··· Available data
//! Event stream scenarios and properties.

use proptest::prelude::*;
use quill_events::{ChainEvent, EmitterError, EventEmitter, EventFrame};
use quill_test_utils::fixtures::{self, weather_call};
use quill_test_utils::generators::arb_plain_text;
use quill_test_utils::{Chain, ChainResponse, Message, Value};
use serde_json::json;

fn drive(chain: &mut Chain, responses: Vec<ChainResponse>) -> Vec<EventFrame> {
    let mut emitter = EventEmitter::new();
    let mut frames = emitter.advance(chain, None).expect("starts");
    for response in responses {
        if emitter.is_closed() {
            break;
        }
        frames.extend(emitter.advance(chain, Some(response)).expect("advances"));
    }
    frames
}

#[test]
fn test_tool_call_stream() {
    let mut chain = fixtures::chain(fixtures::WEATHER_TOOL, json!({"city": "Paris"}));
    let frames = drive(
        &mut chain,
        vec![
            ChainResponse::Assistant(Message::assistant_tool_calls(vec![weather_call(
                "call_1", "Paris",
            )])),
            ChainResponse::ToolOutput(Value::object([("temperature", Value::string("20C"))])),
        ],
    );

    let names: Vec<&str> = frames.iter().map(|frame| frame.event.name()).collect();
    assert_eq!(
        names,
        vec!["step", "step-complete", "step", "step-complete", "complete"]
    );

    match &frames[2].event {
        ChainEvent::Step(step) => assert_eq!(step.pending_tool_calls.len(), 1),
        other => panic!("expected tool step, got {:?}", other),
    }
    match frames.last().map(|frame| &frame.event) {
        Some(ChainEvent::Complete(completion)) => {
            assert_eq!(completion.conversation.len(), 3);
            assert_eq!(completion.conversation[2].tool_results().count(), 1);
        }
        other => panic!("expected completion, got {:?}", other),
    }
}

#[test]
fn test_sse_output_for_stream() {
    let mut chain = fixtures::chain(fixtures::HELLO_WORLD, json!({"name": "Ada"}));
    let frames = drive(&mut chain, vec![ChainResponse::assistant("Hello!")]);
    let sse: String = frames
        .iter()
        .map(|frame| frame.to_sse().expect("encodes"))
        .collect();

    assert!(sse.starts_with("id: 1\nevent: step\ndata: {"));
    assert!(sse.contains("id: 2\nevent: step-complete\n"));
    assert!(sse.contains("id: 3\nevent: complete\n"));
    assert_eq!(sse.matches("\n\n").count(), 3);
}

#[test]
fn test_runtime_error_carries_location() {
    let mut chain = fixtures::chain("<user>\n{{ missing.name }}\n</user>", json!({"missing": null}));
    let mut emitter = EventEmitter::new();
    let frames = emitter.advance(&mut chain, None).expect("emits");

    match &frames[0].event {
        ChainEvent::Error { name, stack, .. } => {
            assert_eq!(name, "NullReference");
            let stack = stack.as_deref().expect("location");
            assert!(stack.starts_with("at line 2, column "), "{}", stack);
        }
        other => panic!("expected error, got {:?}", other),
    }
    assert_eq!(
        emitter.advance(&mut chain, None).expect_err("closed"),
        EmitterError::Closed
    );
}

proptest! {
    #[test]
    fn prop_frame_ids_and_step_indices_increase(
        subject in arb_plain_text(),
        replies in prop::collection::vec(arb_plain_text(), 2),
    ) {
        let mut chain = fixtures::chain(fixtures::TWO_STEP_CHAIN, json!({ "subject": subject }));
        let frames = drive(&mut chain, replies.into_iter().map(ChainResponse::assistant).collect());

        let ids: Vec<u64> = frames.iter().map(|frame| frame.id).collect();
        let expected: Vec<u64> = (1..=frames.len() as u64).collect();
        prop_assert_eq!(ids, expected);

        let indices: Vec<usize> = frames
            .iter()
            .filter_map(|frame| match &frame.event {
                ChainEvent::Step(step) => Some(step.index),
                _ => None,
            })
            .collect();
        prop_assert!(indices.windows(2).all(|pair| pair[0] < pair[1]));
        prop_assert_eq!(frames.iter().filter(|frame| frame.event.is_terminal()).count(), 1);
    }

    #[test]
    fn prop_replayed_streams_match(subject in arb_plain_text(), reply in arb_plain_text()) {
        let run = || {
            let mut chain = fixtures::chain(fixtures::TWO_STEP_CHAIN, json!({ "subject": subject }));
            drive(&mut chain, vec![
                ChainResponse::assistant(reply.clone()),
                ChainResponse::assistant("done"),
            ])
        };
        prop_assert_eq!(run(), run());
    }
}
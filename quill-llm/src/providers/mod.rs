//! Provider adapters
//!
//! One module per wire format. Each has a `types` module with the serde
//! payload structs and an `adapter` module with the conversions.

pub mod anthropic;
pub mod google;
pub mod openai;

pub use anthropic::AnthropicAdapter;
pub use google::GoogleAdapter;
pub use openai::OpenAiAdapter;
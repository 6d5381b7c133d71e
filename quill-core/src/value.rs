//! Dynamic values and ECMAScript-style coercions.

use serde::{Deserialize, Deserializer, Serialize, Serializer};
use std::collections::BTreeMap;
use std::fmt;

/// Object storage. Keys are kept sorted so that rendering and serialization
/// are deterministic.
pub type ObjectMap = BTreeMap<String, Value>;

// ============================================================================
// VALUE
// ============================================================================

/// A dynamically typed value.
///
/// `PartialEq` is structural: numbers compare with SameValueZero (`NaN` equals
/// `NaN`), arrays and objects compare element-wise. Use [`Value::strict_equals`]
/// and [`Value::loose_equals`] for the language-level `===` and `==`.
#[derive(Debug, Clone, Default)]
pub enum Value {
    #[default]
    Undefined,
    Null,
    Bool(bool),
    Number(f64),
    String(String),
    Array(Vec<Value>),
    Object(ObjectMap),
}

impl PartialEq for Value {
    fn eq(&self, other: &Self) -> bool {
        match (self, other) {
            (Value::Undefined, Value::Undefined) | (Value::Null, Value::Null) => true,
            (Value::Bool(a), Value::Bool(b)) => a == b,
            (Value::Number(a), Value::Number(b)) => a == b || (a.is_nan() && b.is_nan()),
            (Value::String(a), Value::String(b)) => a == b,
            (Value::Array(a), Value::Array(b)) => a == b,
            (Value::Object(a), Value::Object(b)) => a == b,
            _ => false,
        }
    }
}
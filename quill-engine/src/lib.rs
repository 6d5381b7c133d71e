//! Quill Engine - Interpreter, Compiler & Chain
//!
//! Runs parsed prompt documents:
//!
//! - [`logic`]: the sandboxed expression interpreter and static scope analysis
//! - [`scope`]: variable frames used while rendering
//! - [`compiler`]: single-step compilation into provider-neutral messages
//! - [`chain`]: resumable multi-step execution driven by model responses
//!
//! ```text
//! Document + Parameters
//!     ↓
//! Static analysis (missing parameters)
//!     ↓
//! Renderer (replay earlier steps → collect target step → probe for more)
//!     ↓
//! Messages + PromptConfig  ──▶  Chain (await model / tool results, repeat)
//! ```

pub mod chain;
pub mod compiler;
pub mod error;
pub mod logic;
pub mod scope;

pub use chain::{
    create_chain, Awaiting, Chain, ChainResponse, ChainState, Completion, Step, StepResult,
};
pub use compiler::{
    check_parameters, compile, compile_source, compile_with_options, parameters_from_json,
    ChainOptions, Compilation,
};
pub use error::*;
pub use logic::{document_parameters, evaluate, resolve_scope_context, ScopeContext};
pub use scope::{Parameters, Scope, ScopeId};

use quill_dsl::parse;

/// Parse `source` and compile it with JSON `parameters`.
pub fn render(source: &str, parameters: serde_json::Value) -> QuillResult<Compilation> {
    let document = parse(source)?;
    let parameters = parameters_from_json(parameters)?;
    Ok(compile(&document, &parameters)?)
}
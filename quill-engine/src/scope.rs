//! Variable scopes
//!
//! Scopes live in an arena and refer to their parent by index, so nested
//! blocks never hold references into each other. The arena keeps a cursor on
//! the current frame; entering a block pushes a child frame and leaving it
//! drops that frame again.

use quill_core::Value;
use std::collections::BTreeMap;

/// Parameters a document is rendered with.
pub type Parameters = BTreeMap<String, Value>;

/// Handle to one frame of a [`Scope`].
#[derive(Debug, Clone, Copy, PartialEq, Eq, Hash, PartialOrd, Ord)]
pub struct ScopeId(usize);

impl ScopeId {
    pub const ROOT: ScopeId = ScopeId(0);
}

#[derive(Debug, Clone, Default)]
struct Frame {
    bindings: BTreeMap<String, Value>,
    parent: Option<ScopeId>,
}

/// Arena of variable frames with a cursor on the current one.
#[derive(Debug, Clone)]
pub struct Scope {
    frames: Vec<Frame>,
    current: ScopeId,
}

impl Default for Scope {
    fn default() -> Self {
        Self::new()
    }
}

impl Scope {
    /// An empty root scope.
    pub fn new() -> Self {
        Self {
            frames: vec![Frame::default()],
            current: ScopeId::ROOT,
        }
    }

    /// A root scope seeded with parameters.
    pub fn with_parameters(parameters: Parameters) -> Self {
        Self {
            frames: vec![Frame {
                bindings: parameters,
                parent: None,
            }],
            current: ScopeId::ROOT,
        }
    }

    pub fn current(&self) -> ScopeId {
        self.current
    }

    /// Number of live frames.
    pub fn depth(&self) -> usize {
        self.frames.len()
    }

    /// Push a child of the current frame and make it current.
    pub fn child(&mut self) -> ScopeId {
        let id = ScopeId(self.frames.len());
        self.frames.push(Frame {
            bindings: BTreeMap::new(),
            parent: Some(self.current),
        });
        self.current = id;
        id
    }

    /// Leave `id`, dropping it and every frame created after it.
    ///
    /// The root frame is never dropped.
    pub fn exit(&mut self, id: ScopeId) {
        if id == ScopeId::ROOT || id.0 >= self.frames.len() {
            return;
        }
        self.current = self.frames[id.0].parent.unwrap_or(ScopeId::ROOT);
        self.frames.truncate(id.0);
    }

    /// The frame that binds `name`, searching from the current frame upwards.
    pub fn owner(&self, name: &str) -> Option<ScopeId> {
        let mut cursor = Some(self.current);
        while let Some(id) = cursor {
            let frame = &self.frames[id.0];
            if frame.bindings.contains_key(name) {
                return Some(id);
            }
            cursor = frame.parent;
        }
        None
    }

    pub fn is_defined(&self, name: &str) -> bool {
        self.owner(name).is_some()
    }

    /// Look a name up through the parent chain.
    pub fn get(&self, name: &str) -> Option<&Value> {
        self.owner(name)
            .and_then(|id| self.frames[id.0].bindings.get(name))
    }

    /// Like [`Scope::get`], but `undefined` for unbound names.
    pub fn lookup(&self, name: &str) -> Value {
        self.get(name).cloned().unwrap_or_default()
    }

    pub fn get_mut(&mut self, name: &str) -> Option<&mut Value> {
        let id = self.owner(name)?;
        self.frames[id.0].bindings.get_mut(name)
    }

    /// Assign to the frame that owns `name`, or bind it in the current frame.
    pub fn set(&mut self, name: impl Into<String>, value: Value) {
        let name = name.into();
        let id = self.owner(&name).unwrap_or(self.current);
        self.frames[id.0].bindings.insert(name, value);
    }

    /// Bind `name` in the current frame, shadowing any outer binding.
    pub fn declare(&mut self, name: impl Into<String>, value: Value) {
        let id = self.current;
        self.frames[id.0].bindings.insert(name.into(), value);
    }
}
······
→ Activity: Only the lines above starting with the one with "let frame = &self.frames[id.0];" and going through the one with "pub fn declare(&mut" are to be copied, word for word and with both ends kept.

→ Result for this exercise:
            let frame = &self.frames[id.0];
            if frame.bindings.contains_key(name) {
                return Some(id);
            }
            cursor = frame.parent;
        }
        None
    }

    pub fn is_defined(&self, name: &str) -> bool {
        self.owner(name).is_some()
    }

    /// Look a name up through the parent chain.
    pub fn get(&self, name: &str) -> Option<&Value> {
        self.owner(name)
            .and_then(|id| self.frames[id.0].bindings.get(name))
    }

    /// Like [`Scope::get`], but `undefined` for unbound names.
    pub fn lookup(&self, name: &str) -> Value {
        self.get(name).cloned().unwrap_or_default()
    }

    pub fn get_mut(&mut self, name: &str) -> Option<&mut Value> {
        let id = self.owner(name)?;
        self.frames[id.0].bindings.get_mut(name)
    }

    /// Assign to the frame that owns `name`, or bind it in the current frame.
    pub fn set(&mut self, name: impl Into<String>, value: Value) {
        let name = name.into();
        let id = self.owner(&name).unwrap_or(self.current);
        self.frames[id.0].bindings.insert(name, value);
    }

    /// Bind `name` in the current frame, shadowing any outer binding.
    pub fn declare(&mut self, name: impl Into<String>, value: Value) {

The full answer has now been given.